Review of concert in Store Vega, December 15th

Saybia and Nephew in the humanitarian premier league
Blessed are whose who Thursday evening cleared their conscience, and got two great concerts in return.

”The music reaches all the way out there, where it’s a matter of dead or alive”, it sounded all over a filled Vega. The concert was opened by the chairman for Medicins Sans Frontieres, Søren Brix Christensen, who started the double-concert with Saybia and Nephew, by reminding the audiences, that they for 300 kr. not only had bought a ticket to a concert, but also a clean conscience. All the profit of the concert went to the humanitarian organization.

That was for sure something the audience liked. The good conscience was a welcomed bonus by then I talked to. The Christmas are soon to come, and who doesn’t wish for angel wings?

Then Søren Huss went on the stage in the lead of Saybia, we could turn the good conscience to pure absolution: “There aren’t much to say. We have done what we could by being here tonight – lets throw our quilt, and enjoy it”. By that way both Medicins Sans Frontieres and Søren Huss delivered a suitable feeling between the good purpose, and that people really came for – the music.

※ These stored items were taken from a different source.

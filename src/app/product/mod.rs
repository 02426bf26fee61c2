//! 商品目录

pub mod handler;
pub mod model;
pub mod service;
//! 价格登记与比价

pub mod comparison;
pub mod handler;
pub mod model;
pub mod service;
//! 核心错误处理模块

use axum::{
    extract::rejection::{JsonRejection, PathRejection, QueryRejection},
    http::StatusCode,
    response::{IntoResponse, Response},
    Json,
};
use serde::Serialize;
use tracing::error;

/// 核心错误类型
#[derive(Debug, thiserror::Error)]
pub enum AppError {
    /// 请求字段缺失或不合法
    #[error("{0}")]
    Validation(String),

    /// 资源不存在，包括价格引用了不存在的商品或超市
    #[error("{0}")]
    NotFound(String),

    #[error("database error: {0}")]
    Database(#[from] sqlx::Error),
}

impl AppError {
    pub fn not_found(what: &str) -> Self {
        AppError::NotFound(format!("{what} not found"))
    }

    pub fn status(&self) -> StatusCode {
        match self {
            AppError::Validation(_) => StatusCode::BAD_REQUEST,
            AppError::NotFound(_) => StatusCode::NOT_FOUND,
            AppError::Database(_) => StatusCode::INTERNAL_SERVER_ERROR,
        }
    }
}

/// 错误响应结构
#[derive(Debug, Serialize)]
pub struct ErrorResponse {
    pub error: String,
    pub message: String,
    pub code: u16,
    pub timestamp: String,
}

impl IntoResponse for AppError {
    fn into_response(self) -> Response {
        let status = self.status();
        let (error, message) = match self {
            AppError::Validation(msg) => ("BAD_REQUEST", msg),
            AppError::NotFound(msg) => ("NOT_FOUND", msg),
            AppError::Database(e) => {
                error!("Database error: {}", e);
                ("INTERNAL_SERVER_ERROR", "Database error".to_string())
            }
        };

        let body = ErrorResponse {
            error: error.to_string(),
            message,
            code: status.as_u16(),
            timestamp: chrono::Utc::now().to_rfc3339(),
        };

        (status, Json(body)).into_response()
    }
}

impl From<validator::ValidationErrors> for AppError {
    fn from(err: validator::ValidationErrors) -> Self {
        let mut messages: Vec<String> = err
            .field_errors()
            .into_iter()
            .flat_map(|(field, errors)| {
                errors.iter().map(move |error| {
                    let detail = error
                        .message
                        .as_ref()
                        .map(|msg| msg.to_string())
                        .unwrap_or_else(|| error.code.to_string());
                    format!("{field}: {detail}")
                })
            })
            .collect();
        messages.sort();

        AppError::Validation(messages.join(", "))
    }
}

impl From<JsonRejection> for AppError {
    fn from(rejection: JsonRejection) -> Self {
        AppError::Validation(rejection.body_text())
    }
}

impl From<QueryRejection> for AppError {
    fn from(rejection: QueryRejection) -> Self {
        AppError::Validation(rejection.body_text())
    }
}

impl From<PathRejection> for AppError {
    fn from(rejection: PathRejection) -> Self {
        AppError::Validation(rejection.body_text())
    }
}

pub type AppResult<T> = Result<T, AppError>;
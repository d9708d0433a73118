// SPDX-License-Identifier: BUSL-1.1
// Copyright (c) 2026 Alfred Jean LLC

//! `ttsbus speak` — the CLI-facing entry point into the Producer API (§4.8).

use std::sync::Arc;
use std::time::SystemTime;

use anyhow::Result;
use clap::Args;

use ttsbus_adapters::{PiperSynthesisEngine, PlatformAudioPlayer};
use ttsbus_core::id::NanoIdGen;
use ttsbus_daemon::{Config, Driver, Producer};
use ttsbus_storage::{Heartbeat, QueueDirectory, SessionStore};

use crate::env;

#[derive(Args)]
pub struct SpeakArgs {
    /// Text to speak.
    pub text: String,
    /// Session to attribute this message to. Defaults to `TTSBUS_SESSION_ID`,
    /// or a session id derived from the current directory.
    #[arg(long)]
    pub session: Option<String>,
    /// Project name shown in speaker-transition cues and queue previews.
    #[arg(long, default_value = "cli")]
    pub project: String,
    /// Persona to use instead of the session/config default.
    #[arg(long)]
    pub persona: Option<String>,
    /// Speak even if the session (or config default) is muted.
    #[arg(long)]
    pub force: bool,
}

pub async fn run(args: SpeakArgs) -> Result<()> {
    let config = Config::load()?;
    let persona_config = config.load_persona_config()?;

    let session_id = args
        .session
        .or_else(env::session_id_override)
        .unwrap_or_else(|| {
            let cwd = std::env::current_dir().unwrap_or_default();
            ttsbus_adapters::session_id_from_cwd(&cwd).to_string()
        });

    let queue = QueueDirectory::new(config.queue_dir.clone());
    let heartbeat = Heartbeat::new(config.heartbeat_path.clone());
    let sessions = SessionStore::new(config.sessions_dir.clone());
    let ids = NanoIdGen;

    let synthesis = Arc::new(PiperSynthesisEngine::new(
        ttsbus_daemon::env::piper_path(),
        ttsbus_daemon::env::voices_dir(),
    ));
    let audio = Arc::new(PlatformAudioPlayer::new());
    let poll_period = ttsbus_adapters::env::driver_poll_ms();
    let driver = Driver::new(synthesis, audio, poll_period);

    let producer = Producer::new(&queue, &heartbeat, &sessions, &persona_config, &driver, &ids);

    let spoken = producer
        .speak(
            &args.text,
            &session_id,
            &args.project,
            args.persona.as_deref(),
            args.force,
            SystemTime::now(),
        )
        .await?;

    if !spoken {
        println!("(muted or empty after filtering, not spoken)");
    }
    Ok(())
}
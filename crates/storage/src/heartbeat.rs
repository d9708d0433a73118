// SPDX-License-Identifier: BUSL-1.1
// Copyright (c) 2026 Alfred Jean LLC

//! The daemon heartbeat file (§4.2): a one-line float timestamp the CLI
//! reads to decide whether to route a `speak` call through the queue or
//! synthesize directly because the daemon looks dead.

use std::path::{Path, PathBuf};
use std::time::{SystemTime, UNIX_EPOCH};

#[derive(Debug, thiserror::Error)]
pub enum HeartbeatError {
    #[error("failed to read heartbeat at {path}: {source}")]
    Read {
        path: PathBuf,
        #[source]
        source: std::io::Error,
    },
    #[error("heartbeat at {path} is not a valid timestamp")]
    Malformed { path: PathBuf },
    #[error(transparent)]
    Write(#[from] crate::atomic::AtomicWriteError),
}

pub struct Heartbeat {
    path: PathBuf,
}

impl Heartbeat {
    pub fn new(path: impl Into<PathBuf>) -> Self {
        Self { path: path.into() }
    }

    pub fn path(&self) -> &Path {
        &self.path
    }

    pub fn beat(&self, now: SystemTime) -> Result<(), HeartbeatError> {
        let epoch = now
            .duration_since(UNIX_EPOCH)
            .unwrap_or_default()
            .as_secs_f64();
        crate::atomic::write_atomic(
            &crate::atomic::FsAtomicWriter,
            &self.path,
            format!("{epoch:.6}").as_bytes(),
        )?;
        Ok(())
    }

    /// Seconds since the last heartbeat, or `None` if the file doesn't exist
    /// (daemon never started, or was stopped cleanly and removed its file).
    pub fn age_secs(&self, now: SystemTime) -> Result<Option<f64>, HeartbeatError> {
        let contents = match std::fs::read_to_string(&self.path) {
            Ok(c) => c,
            Err(e) if e.kind() == std::io::ErrorKind::NotFound => return Ok(None),
            Err(source) => {
                return Err(HeartbeatError::Read {
                    path: self.path.clone(),
                    source,
                })
            }
        };
        let last_beat: f64 = contents
            .trim()
            .parse()
            .map_err(|_| HeartbeatError::Malformed {
                path: self.path.clone(),
            })?;
        let now_epoch = now
            .duration_since(UNIX_EPOCH)
            .unwrap_or_default()
            .as_secs_f64();
        Ok(Some((now_epoch - last_beat).max(0.0)))
    }

    /// Whether the heartbeat is older than `threshold_secs`, treating a
    /// missing file as stale.
    pub fn is_stale(&self, threshold_secs: f64, now: SystemTime) -> Result<bool, HeartbeatError> {
        Ok(self
            .age_secs(now)?
            .map_or(true, |age| age > threshold_secs))
    }

    pub fn remove(&self) -> Result<(), HeartbeatError> {
        match std::fs::remove_file(&self.path) {
            Ok(()) | Err(_) => Ok(()),
        }
    }
}

#[cfg(test)]
#[path = "heartbeat_tests.rs"]
mod tests;
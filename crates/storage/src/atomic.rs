// SPDX-License-Identifier: BUSL-1.1
// Copyright (c) 2026 Alfred Jean LLC

//! The write-temp-then-rename(+fsync) primitive shared by the queue
//! directory, the playback state store, and the heartbeat file.
//!
//! Every state file in `~/.ttsbus` is small (a few hundred bytes of JSON at
//! most), so unlike a WAL/snapshot pair there's no compression step here —
//! just the atomicity guarantee.

use std::fs::File;
use std::io::Write;
use std::path::Path;

#[derive(Debug, thiserror::Error)]
pub enum AtomicWriteError {
    #[error("I/O error writing {path}: {source}")]
    Io {
        path: std::path::PathBuf,
        #[source]
        source: std::io::Error,
    },
}

fn io_err(path: &Path, source: std::io::Error) -> AtomicWriteError {
    AtomicWriteError::Io {
        path: path.to_path_buf(),
        source,
    }
}

/// Abstracts the filesystem operations behind an atomic write, so callers can
/// substitute a fake in tests without touching a real disk.
pub trait AtomicWriter: Send + Sync + 'static {
    fn write_tmp(&self, path: &Path, data: &[u8]) -> Result<(), AtomicWriteError>;
    fn fsync_file(&self, path: &Path) -> Result<(), AtomicWriteError>;
    fn rename(&self, from: &Path, to: &Path) -> Result<(), AtomicWriteError>;
    fn fsync_dir(&self, path: &Path) -> Result<(), AtomicWriteError>;
}

/// Real filesystem implementation.
#[derive(Clone, Default)]
pub struct FsAtomicWriter;

impl AtomicWriter for FsAtomicWriter {
    fn write_tmp(&self, path: &Path, data: &[u8]) -> Result<(), AtomicWriteError> {
        if let Some(parent) = path.parent() {
            std::fs::create_dir_all(parent).map_err(|e| io_err(parent, e))?;
        }
        let mut file = File::create(path).map_err(|e| io_err(path, e))?;
        file.write_all(data).map_err(|e| io_err(path, e))
    }

    fn fsync_file(&self, path: &Path) -> Result<(), AtomicWriteError> {
        File::open(path)
            .and_then(|f| f.sync_all())
            .map_err(|e| io_err(path, e))
    }

    fn rename(&self, from: &Path, to: &Path) -> Result<(), AtomicWriteError> {
        std::fs::rename(from, to).map_err(|e| io_err(to, e))
    }

    fn fsync_dir(&self, path: &Path) -> Result<(), AtomicWriteError> {
        File::open(path)
            .and_then(|f| f.sync_all())
            .map_err(|e| io_err(path, e))
    }
}

/// Writes `data` to `path` via write-tmp, fsync, rename, fsync-parent-dir.
/// The rename is the linearization point: readers never observe a partial
/// file.
pub fn write_atomic<W: AtomicWriter>(
    writer: &W,
    path: &Path,
    data: &[u8],
) -> Result<(), AtomicWriteError> {
    let mut tmp_name = path
        .file_name()
        .map(|n| n.to_os_string())
        .unwrap_or_default();
    tmp_name.push(".tmp");
    let tmp = path.with_file_name(tmp_name);
    writer.write_tmp(&tmp, data)?;
    writer.fsync_file(&tmp)?;
    writer.rename(&tmp, path)?;
    if let Some(parent) = path.parent() {
        writer.fsync_dir(parent)?;
    }
    Ok(())
}

#[cfg(test)]
#[path = "atomic_tests.rs"]
mod tests;
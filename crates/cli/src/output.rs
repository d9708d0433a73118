// SPDX-License-Identifier: BUSL-1.1
// Copyright (c) 2026 Alfred Jean LLC

//! Shared text/JSON output formatting for CLI commands.

use clap::ValueEnum;

#[derive(Clone, Copy, Debug, Default, ValueEnum, PartialEq, Eq)]
pub enum OutputFormat {
    #[default]
    Text,
    Json,
}

/// Format a timestamp as relative time (e.g., "5s", "2m", "1h", "3d").
pub fn format_time_ago(epoch_secs: f64) -> String {
    let now_secs = std::time::SystemTime::now()
        .duration_since(std::time::UNIX_EPOCH)
        .unwrap_or_default()
        .as_secs_f64();
    let elapsed = (now_secs - epoch_secs).max(0.0) as u64;
    if elapsed < 60 {
        format!("{elapsed}s")
    } else if elapsed < 3600 {
        format!("{}m", elapsed / 60)
    } else if elapsed < 86400 {
        format!("{}h", elapsed / 3600)
    } else {
        format!("{}d", elapsed / 86400)
    }
}

/// Truncates `s` to at most `max` bytes, appending `...` if it was cut.
pub fn truncate(s: &str, max: usize) -> String {
    if s.len() > max {
        format!("{}...", &s[..max.saturating_sub(3)])
    } else {
        s.to_string()
    }
}

#[cfg(test)]
#[path = "output_tests.rs"]
mod tests;
// SPDX-License-Identifier: BUSL-1.1
// Copyright (c) 2026 Alfred Jean LLC

//! POSIX daemonization (§4.7): double-fork, new session, `chdir("/")`, zero
//! umask, redirect stdio, PID file, ignore terminal hangup.
//!
//! The CLI's `ttsbus daemon start` does not wait on this process's stdout —
//! after [`daemonize`] forks, the original process exits and only the
//! grandchild continues past this call. The CLI instead polls for the
//! heartbeat file to appear and tails the daemon log for a startup error
//! (see `ttsbus-cli::daemon_process`).

use std::path::Path;

use daemonize::Daemonize;

#[derive(Debug, thiserror::Error)]
pub enum DaemonizeError {
    #[error("failed to open log file for daemonized stdio: {0}")]
    Log(#[from] std::io::Error),
    #[error("daemonize failed: {0}")]
    Fork(#[from] daemonize::Error),
}

/// Forks into a detached background process rooted at `/`, with stdout and
/// stderr redirected to `log_path` (tracing's own file appender reopens the
/// same path after this returns, so early libc-level writes and later
/// `tracing` writes end up in the same file).
///
/// Does not write a PID file itself: `DaemonLock::acquire` does that, after
/// this returns, so a `--lockpick` takeover still reads the *old* daemon's
/// PID out of `pid_path` instead of racing this call's own fork.
///
/// Must be called before any tokio runtime is started — forking a
/// multi-threaded process only carries the calling thread into the child.
pub fn daemonize(log_path: &Path) -> Result<(), DaemonizeError> {
    let stdout = std::fs::OpenOptions::new()
        .create(true)
        .append(true)
        .open(log_path)?;
    let stderr = stdout.try_clone()?;

    Daemonize::new()
        .working_directory("/")
        .umask(0o000)
        .stdout(stdout)
        .stderr(stderr)
        .start()?;

    Ok(())
}
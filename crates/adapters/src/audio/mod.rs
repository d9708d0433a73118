// SPDX-License-Identifier: BUSL-1.1
// Copyright (c) 2026 Alfred Jean LLC

//! Audio playback boundary: plays synthesized PCM, and the short
//! speaker-transition chime (§4.4).

mod platform;

#[cfg(any(test, feature = "test-support"))]
mod fake;

pub use platform::PlatformAudioPlayer;

#[cfg(any(test, feature = "test-support"))]
pub use fake::{AudioCall, FakeAudioPlayer};

#[derive(Debug, thiserror::Error)]
pub enum AudioError {
    #[error("no supported audio player found on PATH")]
    NoPlayerAvailable,
    #[error("failed to launch player: {0}")]
    Spawn(String),
    #[error("player exited with status {status}: {stderr}")]
    NonZeroExit { status: i32, stderr: String },
    #[error("player timed out after {0:?}")]
    Timeout(std::time::Duration),
}

/// Plays raw PCM audio (16-bit signed little-endian, mono, 22050 Hz) and
/// the speaker-transition chime.
#[async_trait::async_trait]
pub trait AudioPlayer: Send + Sync + 'static {
    async fn play(&self, pcm: &[u8], speed: f32) -> Result<(), AudioError>;
    async fn play_chime(&self) -> Result<(), AudioError>;
}
// SPDX-License-Identifier: BUSL-1.1
// Copyright (c) 2026 Alfred Jean LLC

//! Platform audio players, grounded on
//! `original_source/scripts/tts-daemon.py::get_audio_player`/`play_audio`:
//! macOS plays a WAV file through `afplay -r <speed>` (the only player here
//! with a playback-rate flag); Linux pipes raw PCM straight into `paplay`,
//! falling back to `aplay`, neither of which support a speed knob.

use std::io::Write;
use std::process::Stdio;
use std::time::Duration;
use tokio::io::AsyncWriteExt;
use tokio::process::Command;

use super::{AudioError, AudioPlayer};
use crate::subprocess::AUDIO_PLAYBACK_TIMEOUT;

const SAMPLE_RATE_HZ: u32 = 22_050;
const CHIME_FREQ_HZ: f32 = 880.0;
const CHIME_DURATION_SECS: f32 = 0.12;

pub struct PlatformAudioPlayer {
    timeout: Duration,
}

impl Default for PlatformAudioPlayer {
    fn default() -> Self {
        Self {
            timeout: AUDIO_PLAYBACK_TIMEOUT,
        }
    }
}

impl PlatformAudioPlayer {
    pub fn new() -> Self {
        Self::default()
    }

    pub fn with_timeout(mut self, timeout: Duration) -> Self {
        self.timeout = timeout;
        self
    }

    async fn run(&self, mut cmd: Command, stdin_data: Option<&[u8]>) -> Result<(), AudioError> {
        let data = stdin_data.map(|d| d.to_vec());
        let run = async move {
            let mut child = cmd.spawn().map_err(|e| AudioError::Spawn(e.to_string()))?;
            if let Some(bytes) = data {
                if let Some(mut stdin) = child.stdin.take() {
                    stdin
                        .write_all(&bytes)
                        .await
                        .map_err(|e| AudioError::Spawn(e.to_string()))?;
                }
            }
            let output = child
                .wait_with_output()
                .await
                .map_err(|e| AudioError::Spawn(e.to_string()))?;
            if !output.status.success() {
                return Err(AudioError::NonZeroExit {
                    status: output.status.code().unwrap_or(-1),
                    stderr: String::from_utf8_lossy(&output.stderr).into_owned(),
                });
            }
            Ok(())
        };

        match tokio::time::timeout(self.timeout, run).await {
            Ok(result) => result,
            Err(_) => Err(AudioError::Timeout(self.timeout)),
        }
    }

    #[cfg(target_os = "macos")]
    async fn play_pcm(&self, pcm: &[u8], speed: f32) -> Result<(), AudioError> {
        let afplay = which::which("afplay").map_err(|_| AudioError::NoPlayerAvailable)?;
        let tmp = tempfile::Builder::new()
            .suffix(".wav")
            .tempfile()
            .map_err(|e| AudioError::Spawn(e.to_string()))?;
        write_wav(tmp.path(), pcm).map_err(|e| AudioError::Spawn(e.to_string()))?;

        let mut cmd = Command::new(afplay);
        cmd.arg("-r").arg(format!("{speed:.2}")).arg(tmp.path());
        cmd.stdout(Stdio::null());
        cmd.stderr(Stdio::piped());
        cmd.kill_on_drop(true);
        self.run(cmd, None).await
    }

    #[cfg(not(target_os = "macos"))]
    async fn play_pcm(&self, pcm: &[u8], _speed: f32) -> Result<(), AudioError> {
        if let Ok(paplay) = which::which("paplay") {
            let mut cmd = Command::new(paplay);
            cmd.arg("--raw")
                .arg("--rate=22050")
                .arg("--format=s16le")
                .arg("--channels=1");
            cmd.stdin(Stdio::piped());
            cmd.stdout(Stdio::null());
            cmd.stderr(Stdio::piped());
            cmd.kill_on_drop(true);
            return self.run(cmd, Some(pcm)).await;
        }
        if let Ok(aplay) = which::which("aplay") {
            let mut cmd = Command::new(aplay);
            cmd.arg("-q")
                .arg("-f")
                .arg("S16_LE")
                .arg("-r")
                .arg("22050")
                .arg("-c")
                .arg("1")
                .arg("-");
            cmd.stdin(Stdio::piped());
            cmd.stdout(Stdio::null());
            cmd.stderr(Stdio::piped());
            cmd.kill_on_drop(true);
            return self.run(cmd, Some(pcm)).await;
        }
        Err(AudioError::NoPlayerAvailable)
    }
}

/// Generates a short sine-wave chime in-process instead of shipping/locating
/// a bundled audio asset.
fn chime_pcm() -> Vec<u8> {
    let samples = (SAMPLE_RATE_HZ as f32 * CHIME_DURATION_SECS) as usize;
    let mut pcm = Vec::with_capacity(samples * 2);
    for n in 0..samples {
        let t = n as f32 / SAMPLE_RATE_HZ as f32;
        let fade = 1.0 - (n as f32 / samples as f32);
        let sample = (t * CHIME_FREQ_HZ * std::f32::consts::TAU).sin() * fade * i16::MAX as f32;
        pcm.extend_from_slice(&(sample as i16).to_le_bytes());
    }
    pcm
}

fn write_wav(path: &std::path::Path, pcm: &[u8]) -> std::io::Result<()> {
    let mut file = std::fs::File::create(path)?;
    let data_len = pcm.len() as u32;
    let byte_rate = SAMPLE_RATE_HZ * 2;

    file.write_all(b"RIFF")?;
    file.write_all(&(36 + data_len).to_le_bytes())?;
    file.write_all(b"WAVE")?;
    file.write_all(b"fmt ")?;
    file.write_all(&16u32.to_le_bytes())?;
    file.write_all(&1u16.to_le_bytes())?; // PCM
    file.write_all(&1u16.to_le_bytes())?; // mono
    file.write_all(&SAMPLE_RATE_HZ.to_le_bytes())?;
    file.write_all(&byte_rate.to_le_bytes())?;
    file.write_all(&2u16.to_le_bytes())?; // block align
    file.write_all(&16u16.to_le_bytes())?; // bits per sample
    file.write_all(b"data")?;
    file.write_all(&data_len.to_le_bytes())?;
    file.write_all(pcm)?;
    Ok(())
}

#[async_trait::async_trait]
impl AudioPlayer for PlatformAudioPlayer {
    async fn play(&self, pcm: &[u8], speed: f32) -> Result<(), AudioError> {
        self.play_pcm(pcm, speed).await
    }

    async fn play_chime(&self) -> Result<(), AudioError> {
        self.play_pcm(&chime_pcm(), 1.0).await
    }
}

#[cfg(test)]
#[path = "platform_tests.rs"]
mod tests;
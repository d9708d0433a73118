// SPDX-License-Identifier: BUSL-1.1
// Copyright (c) 2026 Alfred Jean LLC

use parking_lot::Mutex;
use std::path::Path;
use std::sync::Arc;

use ttsbus_core::session::SessionId;

use super::{TranscriptAdapter, TranscriptError};

#[derive(Clone)]
pub struct FakeTranscriptAdapter {
    available: bool,
    session: SessionId,
    text: Arc<Mutex<Result<String, String>>>,
}

impl FakeTranscriptAdapter {
    pub fn new(session: impl Into<SessionId>, text: impl Into<String>) -> Self {
        Self {
            available: true,
            session: session.into(),
            text: Arc::new(Mutex::new(Ok(text.into()))),
        }
    }

    pub fn unavailable() -> Self {
        Self {
            available: false,
            session: SessionId::new("unavailable"),
            text: Arc::new(Mutex::new(Err("unavailable".into()))),
        }
    }

    pub fn set_text(&self, text: impl Into<String>) {
        *self.text.lock() = Ok(text.into());
    }
}

impl TranscriptAdapter for FakeTranscriptAdapter {
    fn name(&self) -> &'static str {
        "fake"
    }

    fn is_available(&self) -> bool {
        self.available
    }

    fn detect_session(&self, _project_dir: &Path) -> SessionId {
        self.session.clone()
    }

    fn extract_text(&self, _transcript_path: &Path) -> Result<String, TranscriptError> {
        self.text
            .lock()
            .clone()
            .map_err(|_| TranscriptError::NoAssistantMessage)
    }
}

Instead there is much of shame, sadness and failure in Saybia’s music and lyrics. In a obscure lightning filled with mood, the band opened with a hit from their first album (“The Second You Sleep”) “In Spite Of”. There live a voice in Søren Huss, that none can wish being locked away. His vocal carried us beautifully through hits like ”Bend The Rules”, “The Day After Tomorrow” and ”Fool’s Corner”. Guitarist Sebastian Sandstrøm delivered an impressive concert, and especially Sebastian and Jess Jensen by the keys shined in the making of a complete shaped sound image, which surrounded us in the, throughout the hole concert, dark Vega.

Even so it’s hard to ignore the many – especially the old – songs, seems in live versions to be as one, with very few opportunities to improvisation. Maybe that’s the reason why a presentation of a never-played-before-song  – with a long instrumental passage and room for all in the band – seemed like a big relieve. From there the band played three ballads, which got the mood among some of the audience to drop a bit. Even with only to albums, Saybia fortunately have many hits in their luggage, and could turn the tide with amongst others “Brilliant Sky”, before closing with “I Surrender”. Saybia’s performance where great. It’s a clever, but very tight playing band, who in periods where on the line of being boring.